[EXERCISE INPUT — start]
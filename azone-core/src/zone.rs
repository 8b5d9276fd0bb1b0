//! Availability zone record
//!
//! A zone's name and subnet are fixed for its lifetime. Availability and VM
//! membership change at runtime behind the zone's own lock. Availability is
//! written through to `<zones_dir>/<name>.json` on every change; membership
//! is in-memory only and rebuilt from the VMs' own records at startup.

use parking_lot::Mutex;
use serde::{Deserialize, Serialize};
use std::collections::BTreeSet;
use std::path::{Path, PathBuf};
use tracing::{debug, info};

use crate::common::{read_json, write_json_atomic};
use crate::error::{AzoneError, AzoneResult};
use crate::subnet::Subnet;
use crate::types::VmName;

/// Persisted form of a zone.
#[derive(Debug, Clone, PartialEq, Eq, Serialize, Deserialize)]
pub struct ZoneRecord {
    pub name: String,
    pub subnet: Subnet,
    pub available: bool,
}

#[derive(Debug)]
struct ZoneState {
    available: bool,
    vms: BTreeSet<VmName>,
}

#[derive(Debug)]
pub struct AvailabilityZone {
    name: String,
    subnet: Subnet,
    file_path: PathBuf,
    state: Mutex<ZoneState>,
}

impl AvailabilityZone {
    /// Path of the record for zone `name` inside `zones_dir`.
    pub fn record_path(zones_dir: &Path, name: &str) -> PathBuf {
        zones_dir.join(format!("{}.json", name))
    }

    /// Create a new, available zone and persist it.
    pub fn create(name: &str, subnet: Subnet, zones_dir: &Path) -> AzoneResult<Self> {
        let zone = Self::from_record(
            ZoneRecord {
                name: name.to_string(),
                subnet,
                available: true,
            },
            Self::record_path(zones_dir, name),
        );

        zone.persist(true)?;
        info!("Created availability zone {} with subnet {}", zone.name, zone.subnet);
        Ok(zone)
    }

    /// Restore zone `name` from its record in `zones_dir`.
    pub fn load(name: &str, zones_dir: &Path) -> AzoneResult<Self> {
        let file_path = Self::record_path(zones_dir, name);
        let record: ZoneRecord = read_json(&file_path, "availability zone record")?;

        if record.name != name {
            return Err(AzoneError::corrupt(
                &file_path,
                format!("record is for zone '{}', expected '{}'", record.name, name),
            ));
        }

        debug!(
            "Restored availability zone {} (subnet {}, available: {})",
            record.name, record.subnet, record.available
        );
        Ok(Self::from_record(record, file_path))
    }

    fn from_record(record: ZoneRecord, file_path: PathBuf) -> Self {
        Self {
            name: record.name,
            subnet: record.subnet,
            file_path,
            state: Mutex::new(ZoneState {
                available: record.available,
                vms: BTreeSet::new(),
            }),
        }
    }

    pub fn name(&self) -> &str {
        &self.name
    }

    pub fn subnet(&self) -> Subnet {
        self.subnet
    }

    pub fn file_path(&self) -> &Path {
        &self.file_path
    }

    pub fn is_available(&self) -> bool {
        self.state.lock().available
    }

    /// Mark the zone available or unavailable.
    ///
    /// The new value is on disk before it becomes visible in memory; if the
    /// write fails the zone keeps its previous value. Member VMs are not
    /// touched.
    pub fn set_available(&self, available: bool) -> AzoneResult<()> {
        let mut state = self.state.lock();
        if state.available == available {
            return Ok(());
        }

        self.persist(available)?;
        state.available = available;
        info!("Availability zone {} is now {}", self.name, availability_label(available));
        Ok(())
    }

    /// Register `vm` as placed in this zone. Returns false if it already was.
    pub fn add_vm(&self, vm: &VmName) -> bool {
        let added = self.state.lock().vms.insert(vm.clone());
        if added {
            debug!("Added VM {} to availability zone {}", vm, self.name);
        }
        added
    }

    /// Unregister `vm`. Returns false if it was not registered.
    pub fn remove_vm(&self, vm: &VmName) -> bool {
        let removed = self.state.lock().vms.remove(vm);
        if removed {
            debug!("Removed VM {} from availability zone {}", vm, self.name);
        }
        removed
    }

    pub fn has_vm(&self, vm: &VmName) -> bool {
        self.state.lock().vms.contains(vm)
    }

    /// Registered VMs in name order.
    pub fn vms(&self) -> Vec<VmName> {
        self.state.lock().vms.iter().cloned().collect()
    }

    pub fn vm_count(&self) -> usize {
        self.state.lock().vms.len()
    }

    /// Snapshot of what is persisted for this zone.
    pub fn record(&self) -> ZoneRecord {
        ZoneRecord {
            name: self.name.clone(),
            subnet: self.subnet,
            available: self.is_available(),
        }
    }

    // Callers either hold the state lock or own the zone exclusively.
    fn persist(&self, available: bool) -> AzoneResult<()> {
        let record = ZoneRecord {
            name: self.name.clone(),
            subnet: self.subnet,
            available,
        };
        write_json_atomic(&self.file_path, &record, "availability zone record")
    }
}

fn availability_label(available: bool) -> &'static str {
    if available {
        "available"
    } else {
        "unavailable"
    }
}

#[cfg(test)]
mod tests {
    use super::*;
    use crate::error::ErrorKind;
    use pretty_assertions::assert_eq;
    use std::sync::Arc;
    use tempfile::TempDir;

    fn subnet(s: &str) -> Subnet {
        s.parse().unwrap()
    }

    #[test]
    fn test_create_persists_record() {
        let dir = TempDir::new().unwrap();
        let zone = AvailabilityZone::create("zone1", subnet("10.97.4.0/24"), dir.path()).unwrap();

        assert_eq!(zone.name(), "zone1");
        assert_eq!(zone.subnet(), subnet("10.97.4.0/24"));
        assert!(zone.is_available());

        let json = std::fs::read_to_string(dir.path().join("zone1.json")).unwrap();
        let value: serde_json::Value = serde_json::from_str(&json).unwrap();
        assert_eq!(
            value,
            serde_json::json!({"name": "zone1", "subnet": "10.97.4.0/24", "available": true})
        );
    }

    #[test]
    fn test_set_available_survives_reload() {
        let dir = TempDir::new().unwrap();
        let zone = AvailabilityZone::create("zone2", subnet("10.97.5.0/24"), dir.path()).unwrap();

        zone.set_available(false).unwrap();
        assert!(!zone.is_available());

        let reloaded = AvailabilityZone::load("zone2", dir.path()).unwrap();
        assert!(!reloaded.is_available());
        assert_eq!(reloaded.record(), zone.record());
    }

    #[test]
    fn test_failed_persist_keeps_previous_value() {
        let dir = TempDir::new().unwrap();
        let zones_dir = dir.path().join("azs");
        let zone = AvailabilityZone::create("zone1", subnet("10.97.6.0/24"), &zones_dir).unwrap();

        // Replace the zones directory with a plain file so the write fails.
        std::fs::remove_dir_all(&zones_dir).unwrap();
        std::fs::write(&zones_dir, b"not a directory").unwrap();

        let err = zone.set_available(false).unwrap_err();
        assert_eq!(err.kind(), ErrorKind::Persistence);
        assert!(zone.is_available());
    }

    #[test]
    fn test_membership_is_idempotent() {
        let dir = TempDir::new().unwrap();
        let zone = AvailabilityZone::create("zone1", subnet("10.97.7.0/24"), dir.path()).unwrap();
        let vm = VmName::from("primary");

        assert!(zone.add_vm(&vm));
        assert!(!zone.add_vm(&vm));
        assert_eq!(zone.vm_count(), 1);
        assert!(zone.has_vm(&vm));

        assert!(zone.remove_vm(&vm));
        assert!(!zone.remove_vm(&vm));
        assert_eq!(zone.vm_count(), 0);
    }

    #[test]
    fn test_membership_is_not_persisted() {
        let dir = TempDir::new().unwrap();
        let zone = AvailabilityZone::create("zone1", subnet("10.97.8.0/24"), dir.path()).unwrap();
        zone.add_vm(&VmName::from("web"));

        let reloaded = AvailabilityZone::load("zone1", dir.path()).unwrap();
        assert_eq!(reloaded.vm_count(), 0);
    }

    #[test]
    fn test_unavailable_zone_keeps_members() {
        let dir = TempDir::new().unwrap();
        let zone = AvailabilityZone::create("zone1", subnet("10.97.9.0/24"), dir.path()).unwrap();
        zone.add_vm(&VmName::from("a"));
        zone.add_vm(&VmName::from("b"));

        zone.set_available(false).unwrap();
        assert_eq!(zone.vms(), vec![VmName::from("a"), VmName::from("b")]);
    }

    #[test]
    fn test_load_rejects_mismatched_name() {
        let dir = TempDir::new().unwrap();
        AvailabilityZone::create("zone1", subnet("10.97.1.0/24"), dir.path()).unwrap();
        std::fs::copy(dir.path().join("zone1.json"), dir.path().join("zone2.json")).unwrap();

        let err = AvailabilityZone::load("zone2", dir.path()).unwrap_err();
        assert!(matches!(err, AzoneError::CorruptState { .. }));
    }

    #[test]
    fn test_concurrent_toggles_are_serialized() {
        let dir = TempDir::new().unwrap();
        let zone = Arc::new(
            AvailabilityZone::create("zone1", subnet("10.97.10.0/24"), dir.path()).unwrap(),
        );

        let handles: Vec<_> = (0..8)
            .map(|i| {
                let zone = Arc::clone(&zone);
                std::thread::spawn(move || {
                    for _ in 0..10 {
                        zone.set_available(i % 2 == 0).unwrap();
                    }
                })
            })
            .collect();
        for handle in handles {
            handle.join().unwrap();
        }

        // Whatever won last, memory and disk agree.
        let reloaded = AvailabilityZone::load("zone1", dir.path()).unwrap();
        assert_eq!(reloaded.is_available(), zone.is_available());
    }
}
[EXERCISE INPUT — finish]
_TASK:_ Once you reach the line with "let file_path = Self::record_path(zones_dir, name);" in the data above, copy it and every line after it exactly, up to and including the line with "state.available = available;".

_SOLUTION FOR THIS TASK:_
        let file_path = Self::record_path(zones_dir, name);
        let record: ZoneRecord = read_json(&file_path, "availability zone record")?;

        if record.name != name {
            return Err(AzoneError::corrupt(
                &file_path,
                format!("record is for zone '{}', expected '{}'", record.name, name),
            ));
        }

        debug!(
            "Restored availability zone {} (subnet {}, available: {})",
            record.name, record.subnet, record.available
        );
        Ok(Self::from_record(record, file_path))
    }

    fn from_record(record: ZoneRecord, file_path: PathBuf) -> Self {
        Self {
            name: record.name,
            subnet: record.subnet,
            file_path,
            state: Mutex::new(ZoneState {
                available: record.available,
                vms: BTreeSet::new(),
            }),
        }
    }

    pub fn name(&self) -> &str {
        &self.name
    }

    pub fn subnet(&self) -> Subnet {
        self.subnet
    }

    pub fn file_path(&self) -> &Path {
        &self.file_path
    }

    pub fn is_available(&self) -> bool {
        self.state.lock().available
    }

    /// Mark the zone available or unavailable.
    ///
    /// The new value is on disk before it becomes visible in memory; if the
    /// write fails the zone keeps its previous value. Member VMs are not
    /// touched.
    pub fn set_available(&self, available: bool) -> AzoneResult<()> {
        let mut state = self.state.lock();
        if state.available == available {
            return Ok(());
        }

        self.persist(available)?;
        state.available = available;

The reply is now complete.